### What is expected
Copy out every line of the records where the string "centered" occurs.

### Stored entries

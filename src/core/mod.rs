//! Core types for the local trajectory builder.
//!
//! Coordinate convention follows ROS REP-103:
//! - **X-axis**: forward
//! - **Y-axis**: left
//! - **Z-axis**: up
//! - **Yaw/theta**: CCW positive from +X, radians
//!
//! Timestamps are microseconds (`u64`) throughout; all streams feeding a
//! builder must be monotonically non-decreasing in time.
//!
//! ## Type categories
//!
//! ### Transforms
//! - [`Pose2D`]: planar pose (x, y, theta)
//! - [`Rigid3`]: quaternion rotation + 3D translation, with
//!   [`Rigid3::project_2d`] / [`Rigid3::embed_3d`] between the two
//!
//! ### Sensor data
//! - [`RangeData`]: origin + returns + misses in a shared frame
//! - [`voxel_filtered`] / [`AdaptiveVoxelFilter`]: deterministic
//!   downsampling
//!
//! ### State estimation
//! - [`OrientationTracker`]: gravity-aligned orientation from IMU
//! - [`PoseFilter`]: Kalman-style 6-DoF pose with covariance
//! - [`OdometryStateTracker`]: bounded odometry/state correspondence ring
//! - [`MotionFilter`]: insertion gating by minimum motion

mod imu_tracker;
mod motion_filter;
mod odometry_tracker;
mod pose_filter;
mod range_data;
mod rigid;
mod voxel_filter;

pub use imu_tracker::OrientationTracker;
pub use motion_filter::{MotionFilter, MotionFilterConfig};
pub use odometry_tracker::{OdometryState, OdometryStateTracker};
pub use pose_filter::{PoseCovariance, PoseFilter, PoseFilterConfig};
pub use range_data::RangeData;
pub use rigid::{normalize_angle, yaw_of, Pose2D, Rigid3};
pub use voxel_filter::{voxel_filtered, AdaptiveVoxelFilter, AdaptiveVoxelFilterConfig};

==

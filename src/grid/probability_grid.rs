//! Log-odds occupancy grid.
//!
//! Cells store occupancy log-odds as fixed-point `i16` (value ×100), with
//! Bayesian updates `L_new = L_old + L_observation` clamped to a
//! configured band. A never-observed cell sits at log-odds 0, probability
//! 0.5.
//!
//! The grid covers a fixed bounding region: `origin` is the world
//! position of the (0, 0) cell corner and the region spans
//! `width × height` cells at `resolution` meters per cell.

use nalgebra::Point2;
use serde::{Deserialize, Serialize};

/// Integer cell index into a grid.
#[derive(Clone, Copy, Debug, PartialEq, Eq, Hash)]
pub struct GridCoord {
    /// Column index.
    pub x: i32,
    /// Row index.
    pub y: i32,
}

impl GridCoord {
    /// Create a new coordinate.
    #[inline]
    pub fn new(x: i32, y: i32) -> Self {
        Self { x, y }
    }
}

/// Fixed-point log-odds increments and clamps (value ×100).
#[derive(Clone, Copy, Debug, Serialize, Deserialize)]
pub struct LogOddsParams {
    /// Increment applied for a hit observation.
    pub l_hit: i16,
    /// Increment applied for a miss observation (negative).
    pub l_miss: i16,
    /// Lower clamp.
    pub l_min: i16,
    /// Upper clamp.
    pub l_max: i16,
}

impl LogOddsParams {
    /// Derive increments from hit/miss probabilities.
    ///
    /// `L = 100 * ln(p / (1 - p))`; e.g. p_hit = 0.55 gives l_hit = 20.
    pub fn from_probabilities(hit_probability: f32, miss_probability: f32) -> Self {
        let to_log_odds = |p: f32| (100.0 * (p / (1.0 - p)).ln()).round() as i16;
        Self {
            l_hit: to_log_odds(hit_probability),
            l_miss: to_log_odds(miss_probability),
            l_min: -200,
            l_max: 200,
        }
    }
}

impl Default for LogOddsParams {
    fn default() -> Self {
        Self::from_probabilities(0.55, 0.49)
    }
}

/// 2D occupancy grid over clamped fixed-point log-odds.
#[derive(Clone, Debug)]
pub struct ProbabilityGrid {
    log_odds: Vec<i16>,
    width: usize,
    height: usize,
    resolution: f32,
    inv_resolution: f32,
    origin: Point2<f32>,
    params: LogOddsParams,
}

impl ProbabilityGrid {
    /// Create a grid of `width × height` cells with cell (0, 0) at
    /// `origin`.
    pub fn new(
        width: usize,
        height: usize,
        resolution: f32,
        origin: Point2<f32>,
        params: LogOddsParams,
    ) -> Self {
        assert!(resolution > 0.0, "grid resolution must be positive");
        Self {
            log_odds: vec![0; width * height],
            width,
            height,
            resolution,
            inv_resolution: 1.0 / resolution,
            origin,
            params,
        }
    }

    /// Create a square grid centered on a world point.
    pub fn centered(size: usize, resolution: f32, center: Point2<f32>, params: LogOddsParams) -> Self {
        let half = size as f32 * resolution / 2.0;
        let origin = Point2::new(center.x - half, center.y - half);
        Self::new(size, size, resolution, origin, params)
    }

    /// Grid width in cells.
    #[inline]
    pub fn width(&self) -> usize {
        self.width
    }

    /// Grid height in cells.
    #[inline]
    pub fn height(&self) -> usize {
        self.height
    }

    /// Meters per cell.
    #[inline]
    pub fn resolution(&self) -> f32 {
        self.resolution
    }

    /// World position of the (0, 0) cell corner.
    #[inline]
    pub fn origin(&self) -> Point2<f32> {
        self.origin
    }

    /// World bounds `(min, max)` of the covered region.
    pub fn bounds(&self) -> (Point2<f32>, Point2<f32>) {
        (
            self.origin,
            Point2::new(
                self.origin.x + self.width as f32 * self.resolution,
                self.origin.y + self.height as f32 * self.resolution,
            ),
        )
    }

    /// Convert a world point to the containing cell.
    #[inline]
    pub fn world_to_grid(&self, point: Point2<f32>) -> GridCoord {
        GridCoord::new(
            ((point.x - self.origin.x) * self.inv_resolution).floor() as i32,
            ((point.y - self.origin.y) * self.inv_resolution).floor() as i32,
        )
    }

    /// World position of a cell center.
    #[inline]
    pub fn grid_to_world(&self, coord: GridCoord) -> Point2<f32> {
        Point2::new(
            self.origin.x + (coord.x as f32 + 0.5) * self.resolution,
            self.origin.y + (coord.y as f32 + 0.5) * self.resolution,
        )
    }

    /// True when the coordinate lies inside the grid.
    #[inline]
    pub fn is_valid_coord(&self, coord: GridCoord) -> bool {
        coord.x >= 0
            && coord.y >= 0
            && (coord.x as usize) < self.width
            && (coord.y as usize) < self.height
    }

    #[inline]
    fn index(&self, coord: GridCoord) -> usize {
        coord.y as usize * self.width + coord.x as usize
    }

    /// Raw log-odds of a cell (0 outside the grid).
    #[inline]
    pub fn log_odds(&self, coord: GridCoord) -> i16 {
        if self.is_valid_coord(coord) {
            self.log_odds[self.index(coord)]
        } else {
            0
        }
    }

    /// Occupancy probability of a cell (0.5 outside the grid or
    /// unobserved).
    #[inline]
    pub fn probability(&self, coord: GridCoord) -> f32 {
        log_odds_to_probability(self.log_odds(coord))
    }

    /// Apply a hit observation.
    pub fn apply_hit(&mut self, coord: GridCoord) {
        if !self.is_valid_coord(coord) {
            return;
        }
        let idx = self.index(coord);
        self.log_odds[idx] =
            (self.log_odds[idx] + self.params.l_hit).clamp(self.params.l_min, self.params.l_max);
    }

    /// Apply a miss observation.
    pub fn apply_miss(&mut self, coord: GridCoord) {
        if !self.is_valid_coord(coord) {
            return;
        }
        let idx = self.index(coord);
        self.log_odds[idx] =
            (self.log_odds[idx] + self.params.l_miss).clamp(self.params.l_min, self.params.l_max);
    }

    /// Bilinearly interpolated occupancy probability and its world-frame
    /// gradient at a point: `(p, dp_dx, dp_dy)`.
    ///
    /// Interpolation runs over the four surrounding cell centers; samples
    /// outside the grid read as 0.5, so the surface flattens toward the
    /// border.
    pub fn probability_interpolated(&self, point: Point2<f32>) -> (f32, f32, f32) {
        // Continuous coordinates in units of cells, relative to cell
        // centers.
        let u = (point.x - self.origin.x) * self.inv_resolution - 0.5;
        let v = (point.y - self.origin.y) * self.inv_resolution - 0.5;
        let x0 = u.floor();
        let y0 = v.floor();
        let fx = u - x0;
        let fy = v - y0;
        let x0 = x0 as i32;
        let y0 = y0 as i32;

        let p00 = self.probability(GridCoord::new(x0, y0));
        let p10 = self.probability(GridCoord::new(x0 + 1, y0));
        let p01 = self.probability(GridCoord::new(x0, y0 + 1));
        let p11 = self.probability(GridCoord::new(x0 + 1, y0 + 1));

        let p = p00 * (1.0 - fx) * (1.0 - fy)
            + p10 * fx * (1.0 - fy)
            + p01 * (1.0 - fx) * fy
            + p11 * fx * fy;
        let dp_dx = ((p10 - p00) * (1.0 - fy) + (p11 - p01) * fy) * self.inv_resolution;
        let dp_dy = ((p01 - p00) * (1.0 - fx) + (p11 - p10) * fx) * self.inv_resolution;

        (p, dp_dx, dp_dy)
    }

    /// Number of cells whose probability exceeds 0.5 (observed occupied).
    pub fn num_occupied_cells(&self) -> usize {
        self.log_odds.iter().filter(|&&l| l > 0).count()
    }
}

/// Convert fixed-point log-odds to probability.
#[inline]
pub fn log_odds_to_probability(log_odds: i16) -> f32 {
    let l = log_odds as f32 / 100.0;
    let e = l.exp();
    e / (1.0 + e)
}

* * *

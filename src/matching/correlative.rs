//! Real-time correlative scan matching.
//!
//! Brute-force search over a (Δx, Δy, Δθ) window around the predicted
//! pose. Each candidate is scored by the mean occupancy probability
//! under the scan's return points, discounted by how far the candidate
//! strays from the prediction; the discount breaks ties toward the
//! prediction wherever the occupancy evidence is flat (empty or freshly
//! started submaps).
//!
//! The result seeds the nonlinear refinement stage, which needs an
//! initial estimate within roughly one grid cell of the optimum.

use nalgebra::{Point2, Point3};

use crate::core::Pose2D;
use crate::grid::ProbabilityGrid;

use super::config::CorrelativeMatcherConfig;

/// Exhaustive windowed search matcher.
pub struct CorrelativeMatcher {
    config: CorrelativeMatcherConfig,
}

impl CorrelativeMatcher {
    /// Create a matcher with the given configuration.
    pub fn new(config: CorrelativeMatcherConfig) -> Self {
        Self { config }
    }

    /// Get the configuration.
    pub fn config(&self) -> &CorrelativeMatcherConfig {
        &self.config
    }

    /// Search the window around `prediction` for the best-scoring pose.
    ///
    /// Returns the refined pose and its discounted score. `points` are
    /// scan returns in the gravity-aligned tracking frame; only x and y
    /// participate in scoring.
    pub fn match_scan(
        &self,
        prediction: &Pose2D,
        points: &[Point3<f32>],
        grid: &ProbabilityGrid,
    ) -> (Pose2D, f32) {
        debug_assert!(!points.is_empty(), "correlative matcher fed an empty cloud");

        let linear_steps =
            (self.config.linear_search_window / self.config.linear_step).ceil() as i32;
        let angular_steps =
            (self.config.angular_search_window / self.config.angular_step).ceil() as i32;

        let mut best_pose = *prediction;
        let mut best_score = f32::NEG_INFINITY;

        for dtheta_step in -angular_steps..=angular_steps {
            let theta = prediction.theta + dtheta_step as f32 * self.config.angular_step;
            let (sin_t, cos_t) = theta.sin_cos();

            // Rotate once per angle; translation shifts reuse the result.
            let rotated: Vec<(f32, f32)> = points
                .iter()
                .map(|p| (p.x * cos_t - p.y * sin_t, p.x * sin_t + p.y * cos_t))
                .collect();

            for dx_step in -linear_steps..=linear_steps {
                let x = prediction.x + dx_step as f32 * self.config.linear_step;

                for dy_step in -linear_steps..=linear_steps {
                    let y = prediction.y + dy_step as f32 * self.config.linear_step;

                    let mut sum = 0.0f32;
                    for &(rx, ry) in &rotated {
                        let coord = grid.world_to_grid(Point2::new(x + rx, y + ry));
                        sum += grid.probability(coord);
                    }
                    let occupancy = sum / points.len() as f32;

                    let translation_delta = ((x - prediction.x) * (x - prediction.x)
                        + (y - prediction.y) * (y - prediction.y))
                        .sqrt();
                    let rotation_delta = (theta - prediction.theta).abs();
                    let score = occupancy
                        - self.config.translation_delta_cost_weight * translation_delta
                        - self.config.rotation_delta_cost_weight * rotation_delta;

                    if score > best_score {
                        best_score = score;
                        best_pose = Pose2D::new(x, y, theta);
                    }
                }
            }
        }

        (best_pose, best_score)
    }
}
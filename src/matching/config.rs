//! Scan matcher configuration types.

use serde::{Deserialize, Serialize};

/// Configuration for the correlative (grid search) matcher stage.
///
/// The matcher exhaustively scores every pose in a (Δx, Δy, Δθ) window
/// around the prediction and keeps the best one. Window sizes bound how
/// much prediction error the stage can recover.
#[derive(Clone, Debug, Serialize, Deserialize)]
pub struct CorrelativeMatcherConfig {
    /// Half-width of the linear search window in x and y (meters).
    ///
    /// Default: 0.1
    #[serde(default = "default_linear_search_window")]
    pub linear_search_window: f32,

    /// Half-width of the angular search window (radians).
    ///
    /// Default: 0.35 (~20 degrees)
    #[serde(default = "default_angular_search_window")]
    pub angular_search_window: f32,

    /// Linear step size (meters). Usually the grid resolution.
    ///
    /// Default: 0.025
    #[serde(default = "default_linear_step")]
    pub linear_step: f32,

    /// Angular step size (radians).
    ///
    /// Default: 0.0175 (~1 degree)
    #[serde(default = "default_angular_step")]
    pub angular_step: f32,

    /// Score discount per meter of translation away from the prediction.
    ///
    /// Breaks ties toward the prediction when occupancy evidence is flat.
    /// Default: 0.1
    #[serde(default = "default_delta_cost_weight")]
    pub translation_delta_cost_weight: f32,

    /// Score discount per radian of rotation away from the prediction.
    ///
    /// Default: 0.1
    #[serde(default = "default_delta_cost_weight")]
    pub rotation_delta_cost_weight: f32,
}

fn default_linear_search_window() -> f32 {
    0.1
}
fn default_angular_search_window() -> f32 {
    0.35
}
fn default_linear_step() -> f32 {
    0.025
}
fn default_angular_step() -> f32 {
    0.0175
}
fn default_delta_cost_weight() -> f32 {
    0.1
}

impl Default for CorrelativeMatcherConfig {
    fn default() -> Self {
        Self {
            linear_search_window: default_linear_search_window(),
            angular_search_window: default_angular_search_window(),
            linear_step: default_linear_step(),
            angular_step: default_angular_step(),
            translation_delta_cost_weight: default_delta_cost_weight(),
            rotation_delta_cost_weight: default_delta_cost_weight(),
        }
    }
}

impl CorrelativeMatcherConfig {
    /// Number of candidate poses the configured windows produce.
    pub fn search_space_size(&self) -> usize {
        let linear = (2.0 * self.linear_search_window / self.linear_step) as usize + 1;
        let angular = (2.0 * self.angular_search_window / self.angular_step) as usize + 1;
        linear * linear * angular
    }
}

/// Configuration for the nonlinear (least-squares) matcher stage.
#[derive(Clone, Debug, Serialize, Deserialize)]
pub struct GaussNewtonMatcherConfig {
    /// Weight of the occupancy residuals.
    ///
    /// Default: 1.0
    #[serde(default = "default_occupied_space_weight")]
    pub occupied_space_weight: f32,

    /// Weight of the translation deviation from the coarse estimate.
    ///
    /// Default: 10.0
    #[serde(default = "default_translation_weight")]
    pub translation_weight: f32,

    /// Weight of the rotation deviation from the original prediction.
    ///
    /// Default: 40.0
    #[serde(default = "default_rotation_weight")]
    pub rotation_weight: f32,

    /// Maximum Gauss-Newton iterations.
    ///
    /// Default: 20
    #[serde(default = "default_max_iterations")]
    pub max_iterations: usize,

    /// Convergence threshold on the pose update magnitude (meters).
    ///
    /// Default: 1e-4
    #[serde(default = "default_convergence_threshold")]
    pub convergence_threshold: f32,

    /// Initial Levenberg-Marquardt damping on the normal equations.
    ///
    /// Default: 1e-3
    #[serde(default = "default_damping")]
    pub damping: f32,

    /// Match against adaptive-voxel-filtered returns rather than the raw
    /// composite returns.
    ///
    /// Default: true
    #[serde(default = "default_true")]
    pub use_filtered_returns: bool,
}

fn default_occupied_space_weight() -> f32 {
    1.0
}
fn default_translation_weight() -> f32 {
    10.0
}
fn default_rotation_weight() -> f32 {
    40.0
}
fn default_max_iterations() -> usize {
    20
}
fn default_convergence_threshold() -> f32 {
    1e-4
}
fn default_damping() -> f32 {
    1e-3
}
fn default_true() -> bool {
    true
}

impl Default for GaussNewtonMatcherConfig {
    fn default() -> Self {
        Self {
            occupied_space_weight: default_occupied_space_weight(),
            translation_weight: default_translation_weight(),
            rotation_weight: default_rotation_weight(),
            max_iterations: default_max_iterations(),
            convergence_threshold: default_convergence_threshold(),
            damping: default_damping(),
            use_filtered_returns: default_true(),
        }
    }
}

### Response box
    /// Create a square grid centered on a world point.
    pub fn centered(size: usize, resolution: f32, center: Point2<f32>, params: LogOddsParams) -> Self {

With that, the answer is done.